Anyway, I had a lecture today in a seminar room that overlooks the main building site. The building's coming along very nicely - most of the cladding's finished, and the builders seem to be working on smaller structures just outside, and probably the interior workings. And no, I am not going to post a photo of it up here, that's more than my degree's worth.

The only thing that struck me as odd was a particular feature of the architecture. For the most part, you see, it's your average multi-storey lab - fairly dull, blocky, beige building. Except for one thing - as far as I can see it does not have a single window anywhere. On the ground floor, yes, I can understand that - there will be more than a few stones thrown at this building by idiots. For the same reason, not including anything more than slit windows until maybe the third floor makes sense. But having none at all...well...the whole place looks rather like the Ministry of Love.

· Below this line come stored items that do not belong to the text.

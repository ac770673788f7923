use std::collections::{BTreeMap, HashMap};
use std::f64::consts::PI;

use force_graph::{DefaultNodeIdx, EdgeData, ForceGraph, NodeData, SimulationParameters};

use crate::explorer::{Edge, EdgeId, Node, NodeId, PointerHit, Selection, StoreChange};

const COLORS: &[&str] = &[
	"#1f77b4", "#ff7f0e", "#2ca02c", "#d62728", "#9467bd", "#8c564b", "#e377c2", "#7f7f7f",
	"#bcbd22", "#17becf",
];

pub const NODE_RADIUS: f64 = 5.0;
pub const HIT_RADIUS: f64 = 12.0;
pub const EDGE_HIT_WIDTH: f64 = 4.0;
/// Pointer travel (screen px) after which a press is a drag, not a click.
pub const CLICK_SLOP: f64 = 4.0;

/// Stable palette entry for a node group.
pub fn group_color(group: &str) -> &'static str {
	// FNV-1a
	let hash = group
		.bytes()
		.fold(0x811c_9dc5_u32, |h, b| (h ^ b as u32).wrapping_mul(0x0100_0193));
	COLORS[hash as usize % COLORS.len()]
}

#[derive(Clone, Debug, Default)]
pub struct NodeInfo {
	pub id: NodeId,
	pub label: String,
	pub color: &'static str,
}

impl NodeInfo {
	fn from_node(node: &Node) -> Self {
		Self {
			id: node.id.clone(),
			label: node.label.clone(),
			color: group_color(&node.group),
		}
	}
}

/// Mirror of one store edge. `ends` is set once both endpoints are drawn.
#[derive(Clone, Debug)]
pub struct CanvasEdge {
	pub id: EdgeId,
	pub label: String,
	pub from: NodeId,
	pub to: NodeId,
	pub ends: Option<(DefaultNodeIdx, DefaultNodeIdx)>,
}

#[derive(Clone, Debug)]
pub struct ViewTransform {
	pub x: f64,
	pub y: f64,
	pub k: f64,
}

#[derive(Clone, Debug, Default)]
pub struct DragState {
	pub active: bool,
	pub node_idx: Option<DefaultNodeIdx>,
	pub start_x: f64,
	pub start_y: f64,
	pub node_start_x: f32,
	pub node_start_y: f32,
}

#[derive(Clone, Debug, Default)]
pub struct PanState {
	pub active: bool,
	pub start_x: f64,
	pub start_y: f64,
	pub transform_start_x: f64,
	pub transform_start_y: f64,
}

fn simulation() -> ForceGraph<NodeInfo, ()> {
	ForceGraph::new(SimulationParameters {
		force_charge: 150.0,
		force_spring: 0.05,
		force_max: 100.0,
		node_speed: 3000.0,
		damping_factor: 0.9,
	})
}

/// The canvas's own representation of the graph store, reconciled from
/// [`StoreChange`]s.
pub struct GraphCanvasState {
	pub graph: ForceGraph<NodeInfo, ()>,
	pub transform: ViewTransform,
	pub drag: DragState,
	pub pan: PanState,
	pub selected: Selection,
	pub width: f64,
	pub height: f64,
	pub animation_running: bool,
	/// Set when the pointer travelled far enough since mousedown.
	pub moved: bool,
	index: HashMap<NodeId, DefaultNodeIdx>,
	edges: BTreeMap<EdgeId, CanvasEdge>,
}

impl GraphCanvasState {
	pub fn new(width: f64, height: f64) -> Self {
		Self {
			graph: simulation(),
			transform: ViewTransform {
				x: width / 2.0,
				y: height / 2.0,
				k: 1.0,
			},
			drag: DragState::default(),
			pan: PanState::default(),
			selected: Selection::None,
			width,
			height,
			animation_running: true,
			moved: false,
			index: HashMap::new(),
			edges: BTreeMap::new(),
		}
	}

	pub fn node_count(&self) -> usize {
		self.index.len()
	}

	pub fn edges(&self) -> impl Iterator<Item = &CanvasEdge> {
		self.edges.values()
	}

	pub fn apply(&mut self, change: &StoreChange) {
		match change {
			StoreChange::NodesUpserted(nodes) => {
				for node in nodes {
					self.upsert_node(node);
				}
				self.attach_edges();
			}
			StoreChange::EdgesUpserted(edges) => {
				let mut rewired = false;
				for edge in edges {
					rewired |= self.upsert_edge(edge);
				}
				if rewired {
					self.rebuild();
				} else {
					self.attach_edges();
				}
			}
			StoreChange::NodesRemoved(ids) => {
				for id in ids {
					self.index.remove(id);
				}
				self.rebuild();
			}
			StoreChange::EdgesRemoved(ids) => {
				for id in ids {
					self.edges.remove(id);
				}
				self.rebuild();
			}
			StoreChange::Cleared => self.clear_all(),
		}
	}

	fn upsert_node(&mut self, node: &Node) {
		let info = NodeInfo::from_node(node);
		if let Some(&idx) = self.index.get(&node.id) {
			self.graph.visit_nodes_mut(|n| {
				if n.index() == idx {
					n.data.user_data = info.clone();
				}
			});
			return;
		}
		let (x, y) = self.next_position();
		let idx = self.graph.add_node(NodeData {
			x,
			y,
			mass: 10.0,
			is_anchor: false,
			user_data: info,
		});
		self.index.insert(node.id.clone(), idx);
	}

	/// Returns true when an already drawn edge changed endpoints.
	fn upsert_edge(&mut self, edge: &Edge) -> bool {
		match self.edges.get_mut(&edge.id) {
			Some(existing) => {
				existing.label = edge.label.clone();
				let rewired = existing.from != edge.from || existing.to != edge.to;
				existing.from = edge.from.clone();
				existing.to = edge.to.clone();
				rewired && existing.ends.is_some()
			}
			None => {
				self.edges.insert(
					edge.id.clone(),
					CanvasEdge {
						id: edge.id.clone(),
						label: edge.label.clone(),
						from: edge.from.clone(),
						to: edge.to.clone(),
						ends: None,
					},
				);
				false
			}
		}
	}

	/// Draws edges whose endpoints have both arrived.
	fn attach_edges(&mut self) {
		for edge in self.edges.values_mut().filter(|e| e.ends.is_none()) {
			if let (Some(&src), Some(&tgt)) = (self.index.get(&edge.from), self.index.get(&edge.to)) {
				self.graph.add_edge(src, tgt, EdgeData::default());
				edge.ends = Some((src, tgt));
			}
		}
	}

	/// New nodes start on a ring around the viewport center, sized by how
	/// many nodes are drawn now.
	fn next_position(&self) -> (f32, f32) {
		let slot = self.index.len();
		let angle = (slot as f64) * 2.0 * PI / 12.0;
		let radius = 60.0 + 8.0 * (slot / 12) as f64;
		((radius * angle.cos()) as f32, (radius * angle.sin()) as f32)
	}

	/// Recreates the simulation from the mirrored records, keeping the
	/// position of every surviving node.
	fn rebuild(&mut self) {
		let mut survivors: Vec<(NodeInfo, f32, f32, bool)> = Vec::new();
		self.graph.visit_nodes(|n| {
			if self.index.get(&n.data.user_data.id) == Some(&n.index()) {
				survivors.push((n.data.user_data.clone(), n.x(), n.y(), n.data.is_anchor));
			}
		});

		self.graph = simulation();
		self.index.clear();
		for (info, x, y, is_anchor) in survivors {
			let id = info.id.clone();
			let idx = self.graph.add_node(NodeData {
				x,
				y,
				mass: 10.0,
				is_anchor,
				user_data: info,
			});
			self.index.insert(id, idx);
		}
		for edge in self.edges.values_mut() {
			edge.ends = None;
		}
		self.attach_edges();
		self.drag = DragState::default();
	}

	/// Forget everything drawn.
	pub fn clear_all(&mut self) {
		self.graph = simulation();
		self.index.clear();
		self.edges.clear();
		self.drag = DragState::default();
		self.selected = Selection::None;
	}

	/// Centers and zooms so every node is visible.
	pub fn fit_view(&mut self) {
		let mut bounds: Option<(f64, f64, f64, f64)> = None;
		self.graph.visit_nodes(|n| {
			let (x, y) = (n.x() as f64, n.y() as f64);
			bounds = Some(match bounds {
				None => (x, y, x, y),
				Some((x0, y0, x1, y1)) => (x0.min(x), y0.min(y), x1.max(x), y1.max(y)),
			});
		});
		let Some((x0, y0, x1, y1)) = bounds else {
			self.transform = ViewTransform {
				x: self.width / 2.0,
				y: self.height / 2.0,
				k: 1.0,
			};
			return;
		};
		let pad = 4.0 * HIT_RADIUS;
		let k = (self.width / (x1 - x0 + pad))
			.min(self.height / (y1 - y0 + pad))
			.clamp(0.1, 10.0);
		self.transform = ViewTransform {
			x: self.width / 2.0 - (x0 + x1) / 2.0 * k,
			y: self.height / 2.0 - (y0 + y1) / 2.0 * k,
			k,
		};
	}

	pub fn screen_to_graph(&self, sx: f64, sy: f64) -> (f64, f64) {
		(
			(sx - self.transform.x) / self.transform.k,
			(sy - self.transform.y) / self.transform.k,
		)
	}

	pub fn positions(&self) -> HashMap<DefaultNodeIdx, (f64, f64)> {
		let mut positions = HashMap::with_capacity(self.index.len());
		self.graph.visit_nodes(|n| {
			positions.insert(n.index(), (n.x() as f64, n.y() as f64));
		});
		positions
	}

	pub fn node_at_position(&self, sx: f64, sy: f64) -> Option<DefaultNodeIdx> {
		let (gx, gy) = self.screen_to_graph(sx, sy);
		let mut found = None;
		self.graph.visit_nodes(|node| {
			let (dx, dy) = (node.x() as f64 - gx, node.y() as f64 - gy);
			// HIT_RADIUS is in world-space, scales with zoom like nodes
			if (dx * dx + dy * dy).sqrt() < HIT_RADIUS {
				found = Some(node.index());
			}
		});
		found
	}

	/// Everything under a screen point, topmost (last drawn) first.
	pub fn hits_at(&self, sx: f64, sy: f64) -> PointerHit {
		let (gx, gy) = self.screen_to_graph(sx, sy);
		let mut hit = PointerHit::default();

		self.graph.visit_nodes(|node| {
			let (dx, dy) = (node.x() as f64 - gx, node.y() as f64 - gy);
			if (dx * dx + dy * dy).sqrt() < HIT_RADIUS {
				hit.nodes.push(node.data.user_data.id.clone());
			}
		});
		hit.nodes.reverse();

		let positions = self.positions();
		for edge in self.edges.values() {
			let Some((src, tgt)) = edge.ends else {
				continue;
			};
			if let (Some(&a), Some(&b)) = (positions.get(&src), positions.get(&tgt)) {
				if segment_distance((gx, gy), a, b) < EDGE_HIT_WIDTH {
					hit.edges.push(edge.id.clone());
				}
			}
		}
		hit.edges.reverse();
		hit
	}

	pub fn tick(&mut self, dt: f32) {
		self.graph.update(dt);
	}

	pub fn resize(&mut self, width: f64, height: f64) {
		self.width = width;
		self.height = height;
	}
}

fn segment_distance(p: (f64, f64), a: (f64, f64), b: (f64, f64)) -> f64 {
	let (dx, dy) = (b.0 - a.0, b.1 - a.1);
	let len2 = dx * dx + dy * dy;
	let t = if len2 < 1e-9 {
		0.0
	} else {
		(((p.0 - a.0) * dx + (p.1 - a.1) * dy) / len2).clamp(0.0, 1.0)
	};
	let (cx, cy) = (a.0 + t * dx, a.1 + t * dy);
	((p.0 - cx).powi(2) + (p.1 - cy).powi(2)).sqrt()
}

#[cfg(test)]
mod tests {
	use super::*;

	fn node(id: &str, group: &str) -> Node {
		Node {
			id: id.into(),
			label: id.to_uppercase(),
			group: group.into(),
			attributes: Default::default(),
		}
	}

	fn edge(id: &str, from: &str, to: &str) -> Edge {
		Edge {
			id: id.into(),
			label: "rel".into(),
			from: from.into(),
			to: to.into(),
			attributes: Default::default(),
		}
	}

	fn graph_edge_count(state: &GraphCanvasState) -> usize {
		let mut count = 0;
		state.graph.visit_edges(|_, _, _| count += 1);
		count
	}

	fn position_of(state: &GraphCanvasState, id: &str) -> (f32, f32) {
		let mut pos = None;
		state.graph.visit_nodes(|n| {
			if n.data.user_data.id == id {
				pos = Some((n.x(), n.y()));
			}
		});
		pos.unwrap()
	}

	#[test]
	fn test_group_color_is_stable() {
		assert_eq!(group_color("Agent"), group_color("Agent"));
		assert!(COLORS.contains(&group_color("")));
	}

	#[test]
	fn test_dangling_edge_attaches_when_endpoint_arrives() {
		let mut state = GraphCanvasState::new(800.0, 600.0);
		state.apply(&StoreChange::NodesUpserted(vec![node("a", "G")]));
		state.apply(&StoreChange::EdgesUpserted(vec![edge("ab", "a", "b")]));
		assert_eq!(graph_edge_count(&state), 0);

		state.apply(&StoreChange::NodesUpserted(vec![node("b", "G")]));
		assert_eq!(graph_edge_count(&state), 1);
		assert!(state.edges().all(|e| e.ends.is_some()));
	}

	#[test]
	fn test_upsert_updates_in_place() {
		let mut state = GraphCanvasState::new(800.0, 600.0);
		state.apply(&StoreChange::NodesUpserted(vec![node("a", "G")]));
		let mut renamed = node("a", "Other");
		renamed.label = "renamed".into();
		state.apply(&StoreChange::NodesUpserted(vec![renamed]));

		assert_eq!(state.node_count(), 1);
		let mut label = String::new();
		state.graph.visit_nodes(|n| label = n.data.user_data.label.clone());
		assert_eq!(label, "renamed");
	}

	#[test]
	fn test_removal_keeps_survivor_positions() {
		let mut state = GraphCanvasState::new(800.0, 600.0);
		state.apply(&StoreChange::NodesUpserted(vec![
			node("a", "G"),
			node("b", "G"),
			node("c", "G"),
		]));
		state.apply(&StoreChange::EdgesUpserted(vec![
			edge("ab", "a", "b"),
			edge("bc", "b", "c"),
		]));
		let before = position_of(&state, "b");

		state.apply(&StoreChange::EdgesRemoved(vec!["ab".into()]));
		state.apply(&StoreChange::NodesRemoved(vec!["a".into()]));

		assert_eq!(state.node_count(), 2);
		assert_eq!(graph_edge_count(&state), 1);
		assert_eq!(position_of(&state, "b"), before);
	}

	#[test]
	fn test_spawn_ring_shrinks_back_after_prune() {
		let mut state = GraphCanvasState::new(800.0, 600.0);
		let many: Vec<Node> = (0..30).map(|i| node(&format!("n{i}"), "G")).collect();
		state.apply(&StoreChange::NodesUpserted(many));
		let doomed = (1..30).map(|i| format!("n{i}")).collect();
		state.apply(&StoreChange::NodesRemoved(doomed));

		state.apply(&StoreChange::NodesUpserted(vec![node("fresh", "G")]));

		let (x, y) = position_of(&state, "fresh");
		assert!(((x as f64).hypot(y as f64) - 60.0).abs() < 1e-3);
	}

	#[test]
	fn test_hits_prefer_nodes_and_find_edges() {
		let mut state = GraphCanvasState::new(800.0, 600.0);
		state.apply(&StoreChange::NodesUpserted(vec![node("a", "G"), node("b", "G")]));
		state.apply(&StoreChange::EdgesUpserted(vec![edge("ab", "a", "b")]));

		let (ax, ay) = position_of(&state, "a");
		let (bx, by) = position_of(&state, "b");
		let to_screen = |x: f64, y: f64| {
			(
				x * state.transform.k + state.transform.x,
				y * state.transform.k + state.transform.y,
			)
		};

		let (sx, sy) = to_screen(ax as f64, ay as f64);
		let on_node = state.hits_at(sx, sy);
		assert_eq!(on_node.nodes, vec!["a".to_string()]);

		let (mx, my) = to_screen((ax + bx) as f64 / 2.0, (ay + by) as f64 / 2.0);
		let on_edge = state.hits_at(mx, my);
		assert_eq!(on_edge.edges, vec!["ab".to_string()]);
		assert_eq!(on_edge.primary(), Selection::Edge("ab".into()));

		assert!(state.hits_at(-10_000.0, -10_000.0).is_empty());
	}

	#[test]
	fn test_clear_all_and_fit_view() {
		let mut state = GraphCanvasState::new(800.0, 600.0);
		state.apply(&StoreChange::NodesUpserted(vec![node("a", "G"), node("b", "G")]));
		state.fit_view();
		assert!(state.transform.k >= 0.1 && state.transform.k <= 10.0);

		state.apply(&StoreChange::Cleared);
		assert_eq!(state.node_count(), 0);
		assert_eq!(state.edges().count(), 0);
		state.fit_view();
		assert_eq!(state.transform.k, 1.0);
	}

	#[test]
	fn test_segment_distance() {
		assert_eq!(segment_distance((0.0, 1.0), (-1.0, 0.0), (1.0, 0.0)), 1.0);
		assert_eq!(segment_distance((3.0, 0.0), (-1.0, 0.0), (1.0, 0.0)), 2.0);
	}
}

Security is obviously a big issue here, but I think I'd argue that public relations is too. Making your controversial laboratory look as intimidating and fortress-like as possible doesn't reassure anyone that what is going on inside is legal, controlled and useful, it makes it look as though you've got something to hide. I really hope this isn't a foretaste of the attitude Oxford's going to hold towards the public once the lab actually opens.